The codex's bookbinding is wooden boards covered in leather, with ornate metal guards and fittings. At 92 cm long, 50 cm wide and 22 cm thick, it is the largest known medieval manuscript. Weighing 74.8 kg, Codex Gigas is composed of 310 leaves of vellum said to be made from the skins of 160 donkeys, or perhaps calfskin, covering 142.6 m2 in total. The manuscript includes illuminations in red, blue, yellow, green, and gold. Capital letters at the start of books of the bible and the chronicle are elaborately illuminated in several colours, sometimes taking up most of the page; 57 of these survive. The start of the Book of Genesis is missing. There are also 20 initials with blue letters and vine decorations in red. There are also two images representing Heaven and Earth during the Creation, as blue and green circles with respectively the sun, moon, and some stars, and a planet all of sea with no landmasses. Within books, major capitals are much enlarged, taking up the height of about five to six lines of text in red ink and placed in the margins. Less important divisions, such as the start of verses, are slightly enlarged within the text and highlighted with yellowish ink around the letter forms.
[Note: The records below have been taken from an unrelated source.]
pub mod config;
pub mod detectors;
pub mod error;
pub mod locking;
pub mod metrics;
pub mod phase;
pub mod signal;

#[cfg(test)]
mod fixtures;

pub use config::*;
pub use detectors::slow_wave::{SlowWave, SlowWaves};
pub use error::{Result, SlowWaveError};
pub use locking::*;
pub use metrics::summary::{SlowWaveSummary, WaveStats};
pub use phase::{Nearest, PhaseUnit, WaveSample};
pub use signal::*;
The codex has a unified look as the nature of the writing is unchanged throughout, showing no signs of age, disease, or mold on the part of the scribe. This may have led to the belief that the whole book was written in a very short time (see § Legend). Medieval epigraphers investigating the book estimate that it took over 20 years to transcribe, and the codex is now generally understood to have produced between 1204 and 1230.

The codex's extraordinary length, size, and detail have given rise to the legend that it was written by one scribe in one night with help from the Devil himself. It initially contained 320 sheets. However, twelve of these were subsequently removed. It is unknown who removed the pages or for what purpose.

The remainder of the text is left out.